» Task goal: Some lines of the records below include the word "MergeStore". Report how many, and write nothing besides the number.

» Stored data:
//! SQL Server replica target (tiberius)
//!
//! One TDS connection per target, serialised behind a mutex. Parameters go
//! over the wire as NVARCHAR and are cast in SQL, matching the Postgres path.

use async_trait::async_trait;
use std::borrow::Cow;
use std::sync::Arc;
use std::time::Duration;
use tiberius::{AuthMethod, Client, ColumnData, Config, ToSql};
use tokio::net::TcpStream;
use tokio::sync::Mutex;
use tokio_util::compat::{Compat, TokioAsyncWriteCompatExt};
use tracing::{debug, instrument, warn};

use ydp_common::model::DataContainer;

use super::dialect::{SqlDialect, SqlServerDialect};
use super::target::{ReplicaTarget, RowOp, RowSet, RowStatements, TableSpec, TargetError};
use crate::records::{Row, Value};

/// Login failed
const LOGIN_FAILED: u32 = 18456;

type TdsClient = Client<Compat<TcpStream>>;

/// Text-or-NULL parameter
struct TextParam(Option<String>);

impl ToSql for TextParam {
    fn to_sql(&self) -> ColumnData<'_> {
        ColumnData::String(self.0.as_deref().map(Cow::Borrowed))
    }
}

fn param_refs(params: &[TextParam]) -> Vec<&dyn ToSql> {
    params.iter().map(|p| p as &dyn ToSql).collect()
}

fn classify(err: tiberius::error::Error) -> TargetError {
    match &err {
        tiberius::error::Error::Server(token) if token.code() == LOGIN_FAILED => {
            TargetError::Auth(token.message().to_string())
        },
        tiberius::error::Error::Io { .. }
        | tiberius::error::Error::Tls(_)
        | tiberius::error::Error::Routing { .. } => TargetError::Unreachable(err.to_string()),
        _ => TargetError::Statement(err.to_string()),
    }
}

pub struct SqlServerReplicaTarget {
    name: String,
    client: Arc<Mutex<TdsClient>>,
    dialect: SqlServerDialect,
}

impl SqlServerReplicaTarget {
    /// Connect with SQL authentication
    pub async fn connect(
        container: &DataContainer,
        user: &str,
        password: &str,
        timeout: Duration,
    ) -> Result<Self, TargetError> {
        let mut config = Config::new();
        config.host(&container.host_port.host);
        config.port(container.host_port.port);
        config.database(&container.database);
        config.authentication(AuthMethod::sql_server(user, password));
        config.trust_cert();

        let client = tokio::time::timeout(timeout, async {
            let tcp = TcpStream::connect(config.get_addr())
                .await
                .map_err(|e| TargetError::Unreachable(e.to_string()))?;
            tcp.set_nodelay(true).ok();
            Client::connect(config, tcp.compat_write()).await.map_err(classify)
        })
        .await
        .map_err(|_| {
            TargetError::Unreachable(format!("connect to {} timed out after {:?}", container.name, timeout))
        })??;

        Ok(Self {
            name: container.name.clone(),
            client: Arc::new(Mutex::new(client)),
            dialect: SqlServerDialect,
        })
    }

    async fn run(client: &mut TdsClient, sql: &str, params: Vec<Option<String>>) -> Result<u64, TargetError> {
        let params: Vec<TextParam> = params.into_iter().map(TextParam).collect();
        let refs = param_refs(&params);
        let result = client.execute(sql, &refs).await.map_err(classify)?;
        Ok(result.total())
    }

    async fn batch(client: &mut TdsClient, sql: &str) -> Result<(), TargetError> {
        client
            .simple_query(sql)
            .await
            .map_err(classify)?
            .into_results()
            .await
            .map_err(classify)?;
        Ok(())
    }

    async fn rollback(client: &mut TdsClient) {
        if let Err(e) = Self::batch(client, "IF @@TRANCOUNT > 0 ROLLBACK TRANSACTION").await {
            warn!(error = %e, "Rollback failed");
        }
    }

    async fn read_watermark(client: &mut TdsClient, sql: &str, table: &str) -> Result<i64, TargetError> {
        let params = [TextParam(Some(table.to_string()))];
        let refs = param_refs(&params);
        let rows = client
            .query(sql, &refs)
            .await
            .map_err(classify)?
            .into_first_result()
            .await
            .map_err(classify)?;
        match rows.first() {
            Some(row) => Ok(row.try_get::<i64, _>(0).map_err(classify)?.unwrap_or(0)),
            None => Ok(0),
        }
    }

    async fn apply_locked(
        &self,
        client: &mut TdsClient,
        table: &TableSpec,
        rows: &RowSet,
    ) -> Result<bool, TargetError> {
        let current =
            Self::read_watermark(client, &self.dialect.select_watermark_for_update(), &table.name).await?;
        if current >= rows.batch {
            return Ok(false);
        }

        let statements = RowStatements::new(&self.dialect, table);
        for op in &rows.ops {
            let bound = statements.bind(rows.batch, op)?;
            Self::run(client, bound.sql, bound.params).await?;
        }
        Self::run(
            client,
            &self.dialect.upsert_watermark(),
            vec![Some(table.name.clone()), Some(rows.batch.to_string())],
        )
        .await?;
        Ok(true)
    }
}

#[async_trait]
impl ReplicaTarget for SqlServerReplicaTarget {
    fn name(&self) -> &str {
        &self.name
    }

    fn dialect(&self) -> &dyn SqlDialect {
        &self.dialect
    }

    async fn watermark(&self, table: &str) -> Result<i64, TargetError> {
        let mut client = self.client.lock().await;
        Self::batch(&mut client, &self.dialect.watermark_ddl()).await?;
        Self::read_watermark(&mut client, &self.dialect.select_watermark(), table).await
    }

    async fn ensure_table(&self, table: &TableSpec) -> Result<(), TargetError> {
        let mut client = self.client.lock().await;
        Self::batch(&mut client, &self.dialect.watermark_ddl()).await?;
        Self::batch(&mut client, &self.dialect.create_table(table)).await
    }

    #[instrument(skip_all, fields(target = %self.name, table = %table.name, batch = rows.batch))]
    async fn apply_rowset(&self, table: &TableSpec, rows: &RowSet) -> Result<bool, TargetError> {
        let mut client = self.client.lock().await;
        Self::batch(&mut client, "BEGIN TRANSACTION").await?;

        match self.apply_locked(&mut client, table, rows).await {
            Ok(true) => {
                Self::batch(&mut client, "COMMIT TRANSACTION").await?;
                debug!(ops = rows.ops.len(), "Rowset applied");
                Ok(true)
            },
            Ok(false) => {
                Self::batch(&mut client, "ROLLBACK TRANSACTION").await?;
                debug!("Batch already reflected");
                Ok(false)
            },
            Err(e) => {
                Self::rollback(&mut client).await;
                Err(e)
            },
        }
    }

    async fn write_rows(&self, table: &TableSpec, rows: &[Row]) -> Result<(), TargetError> {
        let statements = RowStatements::new(&self.dialect, table);
        let mut client = self.client.lock().await;
        Self::batch(&mut client, "BEGIN TRANSACTION").await?;

        let mut written = Ok(());
        for row in rows {
            written = match statements.bind(0, &RowOp::Upsert(row.clone())) {
                Ok(bound) => Self::run(&mut client, bound.sql, bound.params).await.map(|_| ()),
                Err(e) => Err(e),
            };
            if written.is_err() {
                break;
            }
        }

        match written {
            Ok(()) => Self::batch(&mut client, "COMMIT TRANSACTION").await,
            Err(e) => {
                Self::rollback(&mut client).await;
                Err(e)
            },
        }
    }

    async fn fetch_rows(&self, table: &str, columns: &[String]) -> Result<Vec<Row>, TargetError> {
        let mut client = self.client.lock().await;
        let rows = client
            .query(self.dialect.select_text(table, columns), &[])
            .await
            .map_err(classify)?
            .into_first_result()
            .await
            .map_err(classify)?;

        let mut fetched = Vec::with_capacity(rows.len());
        for tds_row in &rows {
            let mut row = Row::new();
            for (idx, column) in columns.iter().enumerate() {
                let text = tds_row.try_get::<&str, _>(idx).map_err(classify)?;
                row.insert(column.clone(), text.map(Value::text).unwrap_or(Value::Null));
            }
            fetched.push(row);
        }
        Ok(fetched)
    }

    async fn execute(&self, sql: &str) -> Result<(), TargetError> {
        let mut client = self.client.lock().await;
        Self::batch(&mut client, sql).await
    }
}

#[cfg(test)]
mod tests {
    use super::*;

    #[test]
    fn test_text_param_binds_nvarchar_or_null() {
        assert!(matches!(
            TextParam(Some("a@x.com".to_string())).to_sql(),
            ColumnData::String(Some(s)) if s == "a@x.com"
        ));
        assert!(matches!(TextParam(None).to_sql(), ColumnData::String(None)));
    }

    #[test]
    fn test_io_failure_is_unreachable() {
        let err = tiberius::error::Error::Io {
            kind: std::io::ErrorKind::ConnectionRefused,
            message: "refused".to_string(),
        };
        assert!(matches!(classify(err), TargetError::Unreachable(_)));
    }
}
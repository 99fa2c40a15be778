//! Stream state query
//!
//! Last committed batch per (platform, stream).

use mediator::Request;
use serde::{Deserialize, Serialize};
use std::sync::Arc;

use super::QueryError;
use crate::batch::StreamState;
use crate::merge::MergeStore;

/// Query to get stream states
#[derive(Debug, Clone, Default, Serialize, Deserialize)]
pub struct StreamStateQuery {
    /// Filter by data platform
    #[serde(skip_serializing_if = "Option::is_none")]
    pub platform: Option<String>,
}

/// Response for stream state query
#[derive(Debug, Clone, Serialize, Deserialize)]
pub struct StreamStateResponse {
    pub streams: Vec<StreamState>,
}

impl Request<Result<StreamStateResponse, QueryError>> for StreamStateQuery {}

pub async fn handle(
    store: Arc<dyn MergeStore>,
    query: StreamStateQuery,
) -> Result<StreamStateResponse, QueryError> {
    let streams = store.stream_states(query.platform.as_deref()).await?;
    Ok(StreamStateResponse { streams })
}
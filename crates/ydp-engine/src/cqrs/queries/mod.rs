pub mod list_batches;
pub mod stream_state;

/// Error type for operator queries
#[derive(Debug, thiserror::Error)]
pub enum QueryError {
    #[error("Invalid filter: {0}")]
    InvalidFilter(String),
    #[error("Merge store error: {0}")]
    Store(#[from] crate::merge::StoreError),
    #[error("Query dispatch failed: {0}")]
    Dispatch(String),
}
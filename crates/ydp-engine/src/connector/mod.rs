//! Source connectors
//!
//! A connector reads one consistent capture of a datastore's tables. It never
//! writes anywhere; sequencing and merging belong to the scheduler and the
//! merge engine.

mod credentials;
mod memory;
mod postgres;

use async_trait::async_trait;
use thiserror::Error;

use ydp_common::model::Datastore;

use crate::records::DatasetChanges;

pub use credentials::{user_password, CredentialStore, EnvCredentialStore, Secret, StaticCredentialStore};
pub use memory::MemorySource;
pub use postgres::PostgresSnapshotConnector;

#[derive(Error, Debug, Clone, PartialEq, Eq)]
pub enum ConnectorError {
    #[error("Source unreachable: {0}")]
    Unreachable(String),

    #[error("Credential rejected: {0}")]
    Auth(String),

    #[error("Source query failed: {0}")]
    Query(String),

    #[error("Unsupported capture: {0}")]
    Unsupported(String),
}

/// Reads consistent captures from a source datastore
#[async_trait]
pub trait SourceConnector: Send + Sync {
    /// Capture `datasets` of `store` at one point in time.
    ///
    /// All returned datasets must come from the same consistent read.
    async fn capture(
        &self,
        store: &Datastore,
        datasets: &[String],
    ) -> Result<Vec<DatasetChanges>, ConnectorError>;
}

» Output of the exercise: 2